*** Opening Input ***

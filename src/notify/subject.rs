use std::panic::{self, AssertUnwindSafe};
use std::rc::{Rc, Weak};
use std::time::{Duration, Instant};

use crate::time::SharedClock;
use crate::tracking::Tracker;

pub type Subscriber = Rc<dyn Fn()>;

#[derive(Debug, Clone, Copy, PartialEq, Eq)]
pub enum SubscriberList {
    Strong,
    Weak,
    All,
}

/// One-to-many change signal.
///
/// Strong subscribers live until removed. Weak subscribers are held through
/// [`Weak`] and disappear once the caller drops its last `Rc`; dead entries
/// are pruned on every trigger.
pub struct ObservableSubject {
    strong: Vec<Subscriber>,
    weak: Vec<Weak<dyn Fn()>>,
    pending: Option<Instant>,
    clock: SharedClock,
    tracker: Tracker,
    source: String,
}

impl std::fmt::Debug for ObservableSubject {
    fn fmt(&self, f: &mut std::fmt::Formatter<'_>) -> std::fmt::Result {
        f.debug_struct("ObservableSubject")
            .field("source", &self.source)
            .field("strong", &self.strong.len())
            .field("weak", &self.weak.len())
            .field("pending", &self.pending)
            .finish()
    }
}

impl ObservableSubject {
    pub fn new(source: impl Into<String>, clock: SharedClock, tracker: Tracker) -> Self {
        Self {
            strong: Vec::new(),
            weak: Vec::new(),
            pending: None,
            clock,
            tracker,
            source: source.into(),
        }
    }

    pub fn subscribe(&mut self, subscriber: &Subscriber, use_weak: bool) {
        if use_weak {
            self.weak.push(Rc::downgrade(subscriber));
        } else {
            self.strong.push(Rc::clone(subscriber));
        }
    }

    /// Removes `subscriber` by identity from the strong or the weak list.
    pub fn un_subscribe(&mut self, subscriber: &Subscriber, for_weak: bool) -> bool {
        if for_weak {
            let before = self.weak.len();
            let target = Rc::downgrade(subscriber);
            self.weak.retain(|entry| !Weak::ptr_eq(entry, &target));
            before != self.weak.len()
        } else {
            let before = self.strong.len();
            self.strong.retain(|entry| !Rc::ptr_eq(entry, subscriber));
            before != self.strong.len()
        }
    }

    pub fn un_subscribe_all(&mut self, list: SubscriberList) {
        match list {
            SubscriberList::Strong => self.strong.clear(),
            SubscriberList::Weak => self.weak.clear(),
            SubscriberList::All => {
                self.strong.clear();
                self.weak.clear();
            }
        }
    }

    /// Live subscribers, after pruning collected weak entries.
    pub fn subscriber_count(&mut self) -> usize {
        self.prune();
        self.strong.len() + self.weak.len()
    }

    /// Invokes every live subscriber, strong ones first, each in registration
    /// order. A panicking subscriber is logged and skipped.
    pub fn trigger(&mut self) -> usize {
        self.pending = None;
        self.prune();
        let mut targets: Vec<Subscriber> = self.strong.clone();
        targets.extend(self.weak.iter().filter_map(Weak::upgrade));

        let mut delivered = 0;
        for subscriber in targets {
            match panic::catch_unwind(AssertUnwindSafe(|| subscriber())) {
                Ok(()) => delivered += 1,
                Err(_) => self
                    .tracker
                    .internal_error(&self.source, "observable subscriber panicked"),
            }
        }
        delivered
    }

    /// Coalesces trigger requests: the subscribers run once, `delay` after the
    /// latest request.
    pub fn debounce_trigger(&mut self, delay: Duration) {
        self.pending = Some(self.clock.now() + delay);
    }

    pub fn is_trigger_pending(&self) -> bool {
        self.pending.is_some()
    }

    pub fn next_deadline(&self) -> Option<Instant> {
        self.pending
    }

    /// Runs a pending debounced trigger if its window has elapsed.
    pub fn poll(&mut self) -> bool {
        match self.pending {
            Some(deadline) if deadline <= self.clock.now() => {
                self.trigger();
                true
            }
            _ => false,
        }
    }

    pub fn cancel_pending(&mut self) {
        self.pending = None;
    }

    fn prune(&mut self) {
        self.weak.retain(|entry| entry.strong_count() > 0);
    }
}

#[cfg(test)]
mod tests {
    use std::cell::Cell;

    use super::*;
    use crate::time::ManualClock;
    use crate::tracking::{MemoryProvider, Severity};

    fn counter() -> (Rc<Cell<usize>>, Subscriber) {
        let count = Rc::new(Cell::new(0));
        let handle = Rc::clone(&count);
        let subscriber: Subscriber = Rc::new(move || handle.set(handle.get() + 1));
        (count, subscriber)
    }

    fn subject(clock: &ManualClock) -> ObservableSubject {
        ObservableSubject::new("test", clock.shared(), Tracker::new())
    }

    #[test]
    fn strong_subscribers_run_before_weak_ones() {
        let clock = ManualClock::new();
        let mut subject = subject(&clock);
        let order = Rc::new(std::cell::RefCell::new(Vec::new()));
        let weak_log = Rc::clone(&order);
        let strong_log = Rc::clone(&order);
        let weak: Subscriber = Rc::new(move || weak_log.borrow_mut().push("weak"));
        let strong: Subscriber = Rc::new(move || strong_log.borrow_mut().push("strong"));
        subject.subscribe(&weak, true);
        subject.subscribe(&strong, false);

        assert_eq!(subject.trigger(), 2);
        assert_eq!(*order.borrow(), vec!["strong", "weak"]);
    }

    #[test]
    fn dropped_weak_subscribers_are_pruned() {
        let clock = ManualClock::new();
        let mut subject = subject(&clock);
        let (count, subscriber) = counter();
        subject.subscribe(&subscriber, true);
        assert_eq!(subject.subscriber_count(), 1);

        drop(subscriber);
        assert_eq!(subject.trigger(), 0);
        assert_eq!(subject.subscriber_count(), 0);
        assert_eq!(count.get(), 0);
    }

    #[test]
    fn un_subscribe_matches_by_identity() {
        let clock = ManualClock::new();
        let mut subject = subject(&clock);
        let (count_a, a) = counter();
        let (count_b, b) = counter();
        subject.subscribe(&a, false);
        subject.subscribe(&b, false);

        assert!(subject.un_subscribe(&a, false));
        assert!(!subject.un_subscribe(&a, false));
        subject.trigger();
        assert_eq!(count_a.get(), 0);
        assert_eq!(count_b.get(), 1);
    }

    #[test]
    fn panicking_subscriber_does_not_block_the_rest() {
        let clock = ManualClock::new();
        let memory = Rc::new(MemoryProvider::default());
        let mut subject =
            ObservableSubject::new("test", clock.shared(), Tracker::new().with_provider(memory.clone()));
        let broken: Subscriber = Rc::new(|| panic!("subscriber failure"));
        let (count, ok) = counter();
        subject.subscribe(&broken, false);
        subject.subscribe(&ok, false);

        assert_eq!(subject.trigger(), 1);
        assert_eq!(count.get(), 1);
        assert_eq!(memory.count(Severity::Error), 1);
    }

    #[test]
    fn debounce_trigger_coalesces_requests() {
        let clock = ManualClock::new();
        let mut subject = subject(&clock);
        let (count, subscriber) = counter();
        subject.subscribe(&subscriber, false);

        subject.debounce_trigger(Duration::from_millis(100));
        clock.advance_ms(60);
        subject.debounce_trigger(Duration::from_millis(100));
        clock.advance_ms(60);
        assert!(!subject.poll());
        clock.advance_ms(40);
        assert!(subject.poll());
        assert!(!subject.poll());
        assert_eq!(count.get(), 1);
    }

    #[test]
    fn un_subscribe_all_clears_selected_list() {
        let clock = ManualClock::new();
        let mut subject = subject(&clock);
        let (_, strong) = counter();
        let (_, weak) = counter();
        subject.subscribe(&strong, false);
        subject.subscribe(&weak, true);

        subject.un_subscribe_all(SubscriberList::Weak);
        assert_eq!(subject.subscriber_count(), 1);
        subject.un_subscribe_all(SubscriberList::All);
        assert_eq!(subject.subscriber_count(), 0);
    }
}
//! Field lifecycle vocabulary: event tags, immutable event records and the
//! payloads carried by notifications.

use std::fmt;

use schemars::JsonSchema;
use serde::{Deserialize, Serialize};

use crate::domain::FieldOption;
use crate::form::FieldValue;

#[derive(Debug, Clone, Copy, PartialEq, Eq, Hash, Serialize, Deserialize, JsonSchema)]
#[serde(rename_all = "camelCase")]
pub enum EventTag {
    OnChange,
    OnBlur,
    OnFocus,
    OnClick,
    OnSelect,
    OnValidate,
    OnClear,
    OnKeyDown,
    OnKeyUp,
    OnSubmit,
    OnRegister,
    OnCheckChanges,
}

impl EventTag {
    pub fn as_str(self) -> &'static str {
        match self {
            EventTag::OnChange => "onChange",
            EventTag::OnBlur => "onBlur",
            EventTag::OnFocus => "onFocus",
            EventTag::OnClick => "onClick",
            EventTag::OnSelect => "onSelect",
            EventTag::OnValidate => "onValidate",
            EventTag::OnClear => "onClear",
            EventTag::OnKeyDown => "onKeyDown",
            EventTag::OnKeyUp => "onKeyUp",
            EventTag::OnSubmit => "onSubmit",
            EventTag::OnRegister => "onRegister",
            EventTag::OnCheckChanges => "onCheckChanges",
        }
    }
}

impl fmt::Display for EventTag {
    fn fmt(&self, f: &mut fmt::Formatter<'_>) -> fmt::Result {
        f.write_str(self.as_str())
    }
}

/// What happened and why. Built once by [`create_event`] and never mutated.
///
/// `emitter_name` tells apart several handlers reacting to the same tag on the
/// same field.
#[derive(Debug, Clone, PartialEq, Eq)]
pub struct Event {
    field_name: String,
    emitter_name: String,
    types: Vec<EventTag>,
    action: String,
    target: Option<String>,
}

impl Event {
    pub fn field_name(&self) -> &str {
        &self.field_name
    }

    pub fn emitter_name(&self) -> &str {
        &self.emitter_name
    }

    pub fn types(&self) -> &[EventTag] {
        &self.types
    }

    pub fn action(&self) -> &str {
        &self.action
    }

    pub fn target(&self) -> Option<&str> {
        self.target.as_deref()
    }

    pub fn handles(&self, tag: EventTag) -> bool {
        self.types.contains(&tag)
    }

    pub fn with_target(self, target: impl Into<String>) -> Self {
        Self {
            target: Some(target.into()),
            ..self
        }
    }
}

pub fn create_event(
    field_name: impl Into<String>,
    emitter_name: impl Into<String>,
    types: &[EventTag],
    action: impl Into<String>,
) -> Event {
    let mut unique = Vec::with_capacity(types.len());
    for tag in types {
        if !unique.contains(tag) {
            unique.push(*tag);
        }
    }
    Event {
        field_name: field_name.into(),
        emitter_name: emitter_name.into(),
        types: unique,
        action: action.into(),
        target: None,
    }
}

/// Data handed to notifier methods.
#[derive(Debug, Clone, PartialEq, Default)]
pub enum Payload {
    #[default]
    Empty,
    Value(FieldValue),
    Option(FieldOption),
    Event(Event),
    /// Several payloads delivered together by a batch flush, in arrival order.
    Group(Vec<Payload>),
}

impl Payload {
    /// The payload that wins under last-write-wins: the last member of a group,
    /// otherwise the payload itself.
    pub fn latest(&self) -> &Payload {
        match self {
            Payload::Group(items) => items.last().map_or(self, Payload::latest),
            other => other,
        }
    }

    pub fn is_empty(&self) -> bool {
        match self {
            Payload::Empty => true,
            Payload::Group(items) => items.is_empty(),
            _ => false,
        }
    }
}
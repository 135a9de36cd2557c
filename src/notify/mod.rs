//! Publish/subscribe plumbing shared by fields and forms.
//!
//! - [`ObservableSubject`]: fire-and-forget re-render signal with strong and
//!   weak subscribers.
//! - [`NotificationManager`]: tag-routed notifier registry with immediate,
//!   debounced and batched delivery.
//!
//! Delivery is synchronous and runs to completion; deferred work (debounce
//! windows, batch windows) is performed by `poll`, which compares deadlines
//! against the injected clock.

mod batch;
mod debounce;
mod manager;
mod subject;

pub use batch::{BatchConfig, BatchStrategy, EventGroup, QueuedNotification, group_events_by_type};
pub use debounce::{DebounceKey, Debouncer};
pub use manager::{AutoTracker, NotificationManager, NotifyMethod, Notifier};
pub use subject::{ObservableSubject, Subscriber, SubscriberList};
use std::fs;
use std::path::Path;

use anyhow::{Context, Result};
use serde_json::Value;

use super::DocumentFormat;
use crate::domain::FormDescriptor;

/// Parse structured data in any supported format into a `serde_json::Value`.
pub fn parse_document_str(contents: &str, format: DocumentFormat) -> Result<Value> {
    match format {
        DocumentFormat::Json => {
            serde_json::from_str::<Value>(contents).with_context(|| "failed to parse JSON document")
        }
        #[cfg(feature = "yaml")]
        DocumentFormat::Yaml => {
            serde_yaml::from_str::<Value>(contents).with_context(|| "failed to parse YAML document")
        }
        #[cfg(feature = "toml")]
        DocumentFormat::Toml => toml::from_str::<toml::Table>(contents)
            .with_context(|| "failed to parse TOML document")
            .and_then(|value| {
                serde_json::to_value(value).context("failed to convert TOML to JSON")
            }),
    }
}

/// Parse a form document into a [`FormDescriptor`].
pub fn load_form_descriptor(contents: &str, format: DocumentFormat) -> Result<FormDescriptor> {
    let value = parse_document_str(contents, format)?;
    serde_json::from_value(value).with_context(|| format!("invalid {format} form descriptor"))
}

/// Read and parse a form document, picking the format from the extension.
pub fn load_form_descriptor_file(path: &Path) -> Result<FormDescriptor> {
    let contents = fs::read_to_string(path)
        .with_context(|| format!("failed to read form descriptor {}", path.display()))?;
    load_form_descriptor(&contents, DocumentFormat::from_path(path))
        .with_context(|| format!("while loading {}", path.display()))
}

/// JSON Schema describing the form descriptor document format.
pub fn descriptor_schema() -> Value {
    let schema = schemars::schema_for!(FormDescriptor);
    serde_json::to_value(schema).unwrap_or(Value::Null)
}
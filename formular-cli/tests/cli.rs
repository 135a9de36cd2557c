use assert_cmd::cargo::{self};
use predicates::str::contains;

const FORM: &str = r#"{
    "id": "signup",
    "fields": [
        {"id": 1, "name": "agree", "type": "checkbox", "value": false,
         "validationOptions": {"requiredData": {"required": true}}},
        {"id": "email", "name": "email", "type": "email"}
    ]
}"#;

#[test]
fn prints_help() {
    let mut cmd = cargo::cargo_bin_cmd!("formular");
    cmd.arg("--help")
        .assert()
        .success()
        .stdout(contains("formular"))
        .stdout(contains("--events"));
}

#[test]
fn prints_descriptor_schema() {
    let mut cmd = cargo::cargo_bin_cmd!("formular");
    cmd.arg("--print-schema")
        .assert()
        .success()
        .stdout(contains("FormDescriptor"))
        .stdout(contains("validationOptions"));
}

#[test]
fn replays_script_from_stdin() {
    let mut cmd = cargo::cargo_bin_cmd!("formular");
    cmd.args(["--form", FORM, "--events", "-", "--no-pretty"])
        .write_stdin(
            r#"[
                {"action": "click", "field": "agree"},
                {"action": "set", "field": "email", "value": "ada@example.com"},
                {"action": "wait", "ms": 500},
                {"action": "submit"}
            ]"#,
        )
        .assert()
        .success()
        .stdout(contains(r#""valid":true"#))
        .stdout(contains(r#""agree":true"#))
        .stdout(contains(r#""elapsedMs":500"#));
}

#[test]
fn rejects_unknown_fields() {
    let mut cmd = cargo::cargo_bin_cmd!("formular");
    cmd.args([
        "--form",
        FORM,
        "--events",
        r#"[{"action": "focus", "field": "nope"}]"#,
    ])
    .assert()
    .failure()
    .stderr(contains("unknown field `nope`"));
}

#[test]
fn reports_invalid_submissions() {
    let mut cmd = cargo::cargo_bin_cmd!("formular");
    cmd.args([
        "--form",
        FORM,
        "--events",
        r#"[{"action": "submit"}]"#,
        "--no-pretty",
    ])
    .assert()
    .success()
    .stdout(contains(r#""valid":false"#))
    .stdout(contains(r#""fields":["agree"]"#));
}
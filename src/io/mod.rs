//! Document loading and output for form descriptors and snapshots.

mod format;
mod input;
mod output;

pub use format::DocumentFormat;
pub use input::{
    descriptor_schema, load_form_descriptor, load_form_descriptor_file, parse_document_str,
};
pub use output::{OutputDestination, OutputOptions, emit, render};
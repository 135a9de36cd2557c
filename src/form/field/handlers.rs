use anyhow::{anyhow, bail};

use super::{FieldCore, FieldEffect, FieldValue};
use crate::events::{EventTag, Payload};

pub(super) type Handler = fn(&mut FieldCore, &Payload) -> anyhow::Result<()>;

/// Notifiers every field registers, in registration order.
pub(super) const BUILT_IN: [(EventTag, &str, Handler); 7] = [
    (EventTag::OnChange, "change", on_change),
    (EventTag::OnFocus, "focus", on_focus),
    (EventTag::OnBlur, "blur", on_blur),
    (EventTag::OnClick, "click", on_click),
    (EventTag::OnSelect, "select", on_select),
    (EventTag::OnClear, "clear", on_clear),
    (EventTag::OnValidate, "validate", on_validate),
];

fn on_change(core: &mut FieldCore, payload: &Payload) -> anyhow::Result<()> {
    // Native events carry no value; the element is the source of truth.
    if let Payload::Event(_) = payload.latest() {
        if !core.values.set_value_from_html_element(&mut core.state, core.dom.as_ref()) {
            bail!("`{}` could not read its element", core.state.id);
        }
    }
    core.sync_dom_value();
    core.refresh_style();
    core.schedule_validation(EventTag::OnChange);
    Ok(())
}

fn on_focus(core: &mut FieldCore, _payload: &Payload) -> anyhow::Result<()> {
    set_focus(core, true);
    if core.state.trigger_mode.contains(&EventTag::OnFocus) && core.state.should_validate {
        core.run_validation();
    }
    Ok(())
}

fn on_blur(core: &mut FieldCore, _payload: &Payload) -> anyhow::Result<()> {
    if let Some(drawer) = core.drawer.as_mut() {
        drawer.close();
    }
    set_focus(core, false);
    if core.state.trigger_mode.contains(&EventTag::OnBlur) && core.state.should_validate {
        core.run_validation();
    }
    Ok(())
}

fn set_focus(core: &mut FieldCore, focused: bool) {
    core.state.flags.is_focus = focused;
    let id = core.state.id.clone();
    core.dom.set_focus(&id, focused);
    core.refresh_style();
}

fn on_click(core: &mut FieldCore, _payload: &Payload) -> anyhow::Result<()> {
    if core.state.field_type.is_option_based() {
        if let Some(drawer) = core.drawer.as_mut() {
            drawer.toggle();
        }
        core.refresh_style();
        return Ok(());
    }
    if core.state.field_type.is_checkable() {
        let next = FieldValue::Bool(!core.state.value.as_bool().unwrap_or(false));
        if !core.values.set_value(&mut core.state, next.clone()) {
            bail!("`{}` rejected its toggled value", core.state.id);
        }
        core.effects
            .push(FieldEffect::Notify(EventTag::OnChange, Payload::Value(next)));
    }
    Ok(())
}

fn on_select(core: &mut FieldCore, payload: &Payload) -> anyhow::Result<()> {
    let key = match payload.latest() {
        Payload::Option(option) => {
            if option.disabled {
                bail!("option `{}` is disabled", option.id);
            }
            option.id.clone()
        }
        Payload::Value(value) => value.to_string(),
        Payload::Event(event) => event
            .target()
            .map(str::to_string)
            .ok_or_else(|| anyhow!("select event without target"))?,
        other => bail!("cannot select from {other:?}"),
    };
    if !core
        .values
        .set_value(&mut core.state, FieldValue::Choice(key.clone()))
    {
        bail!("`{}` has no option `{key}`", core.state.id);
    }
    if let Some(drawer) = core.drawer.as_mut() {
        drawer.close();
    }
    core.sync_dom_value();
    core.refresh_style();
    core.schedule_validation(EventTag::OnSelect);
    Ok(())
}

fn on_clear(core: &mut FieldCore, _payload: &Payload) -> anyhow::Result<()> {
    let empty = core.state.empty_value();
    core.values.set_value(&mut core.state, empty);
    core.state.clear_validation_results();
    let id = core.state.id.clone();
    core.dom.clear(&id);
    core.effects.push(FieldEffect::Cancel(EventTag::OnValidate));
    core.refresh_style();
    Ok(())
}

fn on_validate(core: &mut FieldCore, _payload: &Payload) -> anyhow::Result<()> {
    core.run_validation();
    Ok(())
}
use std::fmt;

use chrono::NaiveDate;
use serde_json::Value;

use super::convert::{format_date, format_number, number_to_json};

/// A field's internal value, one variant per value category.
#[derive(Debug, Clone, PartialEq, Default)]
pub enum FieldValue {
    #[default]
    Empty,
    Bool(bool),
    Number(f64),
    Text(String),
    Date(NaiveDate),
    /// Id of the selected option.
    Choice(String),
}

impl FieldValue {
    pub fn is_empty(&self) -> bool {
        match self {
            FieldValue::Empty => true,
            FieldValue::Text(text) | FieldValue::Choice(text) => text.is_empty(),
            _ => false,
        }
    }

    pub fn as_bool(&self) -> Option<bool> {
        match self {
            FieldValue::Bool(flag) => Some(*flag),
            _ => None,
        }
    }

    pub fn as_number(&self) -> Option<f64> {
        match self {
            FieldValue::Number(number) => Some(*number),
            _ => None,
        }
    }

    pub fn as_text(&self) -> Option<&str> {
        match self {
            FieldValue::Text(text) => Some(text),
            _ => None,
        }
    }

    pub fn as_date(&self) -> Option<NaiveDate> {
        match self {
            FieldValue::Date(date) => Some(*date),
            _ => None,
        }
    }

    pub fn as_choice(&self) -> Option<&str> {
        match self {
            FieldValue::Choice(id) => Some(id),
            _ => None,
        }
    }

    /// Untyped conversion from document values. Strings stay text; the value
    /// strategies decide what a text means for a given field type.
    pub fn from_json(value: &Value) -> Self {
        match value {
            Value::Null => FieldValue::Empty,
            Value::Bool(flag) => FieldValue::Bool(*flag),
            Value::Number(number) => number
                .as_f64()
                .map(FieldValue::Number)
                .unwrap_or(FieldValue::Empty),
            Value::String(text) => FieldValue::Text(text.clone()),
            other => FieldValue::Text(other.to_string()),
        }
    }

    pub fn to_json(&self) -> Value {
        match self {
            FieldValue::Empty => Value::Null,
            FieldValue::Bool(flag) => Value::Bool(*flag),
            FieldValue::Number(number) => number_to_json(*number),
            FieldValue::Text(text) | FieldValue::Choice(text) => Value::String(text.clone()),
            FieldValue::Date(date) => Value::String(format_date(*date)),
        }
    }
}

impl fmt::Display for FieldValue {
    fn fmt(&self, f: &mut fmt::Formatter<'_>) -> fmt::Result {
        match self {
            FieldValue::Empty => Ok(()),
            FieldValue::Bool(flag) => write!(f, "{flag}"),
            FieldValue::Number(number) => f.write_str(&format_number(*number)),
            FieldValue::Text(text) | FieldValue::Choice(text) => f.write_str(text),
            FieldValue::Date(date) => f.write_str(&format_date(*date)),
        }
    }
}

impl From<bool> for FieldValue {
    fn from(value: bool) -> Self {
        FieldValue::Bool(value)
    }
}

impl From<f64> for FieldValue {
    fn from(value: f64) -> Self {
        FieldValue::Number(value)
    }
}

impl From<&str> for FieldValue {
    fn from(value: &str) -> Self {
        FieldValue::Text(value.to_string())
    }
}

impl From<String> for FieldValue {
    fn from(value: String) -> Self {
        FieldValue::Text(value)
    }
}

impl From<NaiveDate> for FieldValue {
    fn from(value: NaiveDate) -> Self {
        FieldValue::Date(value)
    }
}
use indexmap::IndexMap;

use super::state::Formular;
use crate::error::{FormularError, Result};

/// Forms addressed by id, owned by whoever hosts them.
#[derive(Debug, Default)]
pub struct FormRegistry {
    forms: IndexMap<String, Formular>,
}

impl FormRegistry {
    pub fn new() -> Self {
        Self::default()
    }

    pub fn register(&mut self, form: Formular) -> Result<&mut Formular> {
        let id = form.id().to_string();
        if self.forms.contains_key(&id) {
            return Err(FormularError::DuplicateForm(id));
        }
        Ok(self.forms.entry(id).or_insert(form))
    }

    pub fn get(&self, id: &str) -> Option<&Formular> {
        self.forms.get(id)
    }

    pub fn get_mut(&mut self, id: &str) -> Option<&mut Formular> {
        self.forms.get_mut(id)
    }

    /// Removes and disposes the form.
    pub fn remove(&mut self, id: &str) -> Option<Formular> {
        let mut form = self.forms.shift_remove(id)?;
        form.dispose();
        Some(form)
    }

    pub fn ids(&self) -> impl Iterator<Item = &str> {
        self.forms.keys().map(String::as_str)
    }

    pub fn len(&self) -> usize {
        self.forms.len()
    }

    pub fn is_empty(&self) -> bool {
        self.forms.is_empty()
    }

    pub fn tick_all(&mut self) -> usize {
        self.forms.values_mut().map(Formular::tick).sum()
    }
}

#[cfg(test)]
mod tests {
    use super::*;
    use crate::form::FormularOptions;
    use crate::tracking::Tracker;

    fn form(id: &str) -> Formular {
        Formular::new(id, FormularOptions::default().with_tracker(Tracker::new()))
    }

    #[test]
    fn duplicate_ids_are_rejected() {
        let mut registry = FormRegistry::new();
        registry.register(form("a")).unwrap();
        let err = registry.register(form("a")).unwrap_err();
        assert_eq!(err, FormularError::DuplicateForm("a".into()));
        registry.register(form("b")).unwrap();
        assert_eq!(registry.ids().collect::<Vec<_>>(), vec!["a", "b"]);
        assert!(registry.remove("a").is_some());
        assert!(registry.get("a").is_none());
    }
}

*** Closing Input ***

Transcribe the records above exactly, beginning at the line that contains "if !core.values.set_value(&mut core.state, next.clone())" and ending with the line that contains "let key = match", both included, and nothing else.

        if !core.values.set_value(&mut core.state, next.clone()) {
            bail!("`{}` rejected its toggled value", core.state.id);
        }
        core.effects
            .push(FieldEffect::Notify(EventTag::OnChange, Payload::Value(next)));
    }
    Ok(())
}

fn on_select(core: &mut FieldCore, payload: &Payload) -> anyhow::Result<()> {
    let key = match payload.latest() {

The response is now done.